/---
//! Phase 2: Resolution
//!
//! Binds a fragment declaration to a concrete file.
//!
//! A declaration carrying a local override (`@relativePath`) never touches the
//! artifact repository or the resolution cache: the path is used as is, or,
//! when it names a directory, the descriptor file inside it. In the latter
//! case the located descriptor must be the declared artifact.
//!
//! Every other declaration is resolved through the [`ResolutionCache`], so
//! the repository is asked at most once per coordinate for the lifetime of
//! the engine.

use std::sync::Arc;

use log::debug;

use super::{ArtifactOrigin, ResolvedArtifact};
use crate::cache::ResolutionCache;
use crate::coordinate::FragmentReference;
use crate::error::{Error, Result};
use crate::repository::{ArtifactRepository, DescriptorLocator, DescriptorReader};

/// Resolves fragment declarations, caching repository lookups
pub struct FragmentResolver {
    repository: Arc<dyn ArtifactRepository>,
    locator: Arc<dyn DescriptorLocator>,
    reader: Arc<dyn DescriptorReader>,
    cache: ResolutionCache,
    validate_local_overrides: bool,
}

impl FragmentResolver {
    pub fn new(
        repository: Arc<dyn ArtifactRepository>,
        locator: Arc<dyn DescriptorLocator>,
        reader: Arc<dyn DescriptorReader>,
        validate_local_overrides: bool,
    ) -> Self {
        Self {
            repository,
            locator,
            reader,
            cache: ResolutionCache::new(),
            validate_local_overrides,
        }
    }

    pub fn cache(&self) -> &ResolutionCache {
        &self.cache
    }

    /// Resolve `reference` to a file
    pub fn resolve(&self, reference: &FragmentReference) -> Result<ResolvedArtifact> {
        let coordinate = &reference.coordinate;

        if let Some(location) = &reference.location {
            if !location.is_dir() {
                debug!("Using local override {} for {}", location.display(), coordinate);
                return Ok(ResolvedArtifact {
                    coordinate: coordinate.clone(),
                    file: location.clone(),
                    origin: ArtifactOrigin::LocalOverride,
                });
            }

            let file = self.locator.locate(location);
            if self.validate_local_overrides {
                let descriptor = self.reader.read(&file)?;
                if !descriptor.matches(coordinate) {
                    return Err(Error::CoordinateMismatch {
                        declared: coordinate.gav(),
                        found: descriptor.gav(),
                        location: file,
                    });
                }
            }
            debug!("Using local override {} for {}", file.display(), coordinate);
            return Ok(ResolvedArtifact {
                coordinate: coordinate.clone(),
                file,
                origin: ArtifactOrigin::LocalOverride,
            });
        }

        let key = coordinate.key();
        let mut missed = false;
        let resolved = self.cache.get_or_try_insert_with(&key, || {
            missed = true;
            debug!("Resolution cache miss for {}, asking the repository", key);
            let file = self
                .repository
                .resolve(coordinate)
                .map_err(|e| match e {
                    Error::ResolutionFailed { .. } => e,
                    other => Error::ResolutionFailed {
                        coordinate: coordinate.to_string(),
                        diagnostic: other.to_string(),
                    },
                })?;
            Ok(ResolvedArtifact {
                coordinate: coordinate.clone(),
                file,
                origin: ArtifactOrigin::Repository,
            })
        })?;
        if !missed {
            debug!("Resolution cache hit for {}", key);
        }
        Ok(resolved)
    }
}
\---
/---
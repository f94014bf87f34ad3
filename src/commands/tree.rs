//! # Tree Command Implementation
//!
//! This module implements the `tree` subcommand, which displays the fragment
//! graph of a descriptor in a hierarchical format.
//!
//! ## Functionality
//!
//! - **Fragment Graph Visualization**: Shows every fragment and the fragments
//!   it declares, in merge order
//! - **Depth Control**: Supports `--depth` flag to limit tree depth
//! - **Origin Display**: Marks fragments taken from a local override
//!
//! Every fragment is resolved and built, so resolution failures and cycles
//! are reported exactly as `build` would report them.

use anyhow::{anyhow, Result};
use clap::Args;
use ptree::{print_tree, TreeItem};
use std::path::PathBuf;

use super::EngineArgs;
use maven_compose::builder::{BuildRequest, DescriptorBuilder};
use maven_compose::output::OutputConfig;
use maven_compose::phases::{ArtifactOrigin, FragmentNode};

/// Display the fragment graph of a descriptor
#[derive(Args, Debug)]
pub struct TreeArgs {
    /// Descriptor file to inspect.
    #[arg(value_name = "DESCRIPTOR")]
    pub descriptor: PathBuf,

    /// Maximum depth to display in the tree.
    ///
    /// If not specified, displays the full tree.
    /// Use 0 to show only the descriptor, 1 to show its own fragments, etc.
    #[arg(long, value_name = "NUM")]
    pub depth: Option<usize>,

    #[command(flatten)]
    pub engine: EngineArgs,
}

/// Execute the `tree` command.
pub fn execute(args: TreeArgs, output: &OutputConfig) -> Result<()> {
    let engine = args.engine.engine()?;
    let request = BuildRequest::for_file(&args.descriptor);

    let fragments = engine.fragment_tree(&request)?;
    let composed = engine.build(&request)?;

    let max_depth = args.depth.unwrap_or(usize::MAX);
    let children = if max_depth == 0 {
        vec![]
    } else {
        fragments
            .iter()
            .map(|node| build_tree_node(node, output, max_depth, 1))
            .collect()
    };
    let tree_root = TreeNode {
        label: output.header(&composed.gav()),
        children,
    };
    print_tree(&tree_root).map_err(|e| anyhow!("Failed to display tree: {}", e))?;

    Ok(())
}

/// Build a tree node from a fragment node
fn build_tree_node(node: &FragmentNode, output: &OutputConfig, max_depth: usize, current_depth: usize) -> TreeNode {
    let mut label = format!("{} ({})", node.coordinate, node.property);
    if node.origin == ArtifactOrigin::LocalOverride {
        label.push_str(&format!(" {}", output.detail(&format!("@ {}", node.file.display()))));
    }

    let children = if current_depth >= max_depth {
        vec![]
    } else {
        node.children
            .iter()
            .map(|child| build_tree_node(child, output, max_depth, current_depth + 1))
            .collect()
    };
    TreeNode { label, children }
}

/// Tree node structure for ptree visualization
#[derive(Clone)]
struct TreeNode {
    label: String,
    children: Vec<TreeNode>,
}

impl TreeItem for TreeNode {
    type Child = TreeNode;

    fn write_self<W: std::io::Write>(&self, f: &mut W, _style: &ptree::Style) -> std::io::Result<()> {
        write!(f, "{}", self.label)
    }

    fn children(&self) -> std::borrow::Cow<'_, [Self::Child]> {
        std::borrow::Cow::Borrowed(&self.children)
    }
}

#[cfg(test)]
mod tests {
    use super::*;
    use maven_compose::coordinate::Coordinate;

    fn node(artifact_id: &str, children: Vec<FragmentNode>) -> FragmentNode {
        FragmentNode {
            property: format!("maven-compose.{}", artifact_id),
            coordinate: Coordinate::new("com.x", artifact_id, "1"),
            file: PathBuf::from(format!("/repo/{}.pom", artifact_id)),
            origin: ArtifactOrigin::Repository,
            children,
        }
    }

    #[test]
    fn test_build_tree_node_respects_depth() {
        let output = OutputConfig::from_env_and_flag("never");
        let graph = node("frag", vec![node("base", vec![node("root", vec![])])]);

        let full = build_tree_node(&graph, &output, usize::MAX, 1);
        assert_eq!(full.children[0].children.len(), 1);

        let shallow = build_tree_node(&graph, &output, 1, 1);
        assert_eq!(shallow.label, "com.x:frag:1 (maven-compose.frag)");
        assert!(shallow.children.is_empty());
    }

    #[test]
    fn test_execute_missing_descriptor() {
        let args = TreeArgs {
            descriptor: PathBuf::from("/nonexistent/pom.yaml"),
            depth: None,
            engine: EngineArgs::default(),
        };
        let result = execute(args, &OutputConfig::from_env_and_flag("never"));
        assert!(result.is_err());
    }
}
\---
Wherever "ptree" appears in a line of the entries, copy that line.

* **SOLUTION FOR THIS TASK**
use ptree::{print_tree, TreeItem};
/// Tree node structure for ptree visualization
    fn write_self<W: std::io::Write>(&self, f: &mut W, _style: &ptree::Style) -> std::io::Result<()> {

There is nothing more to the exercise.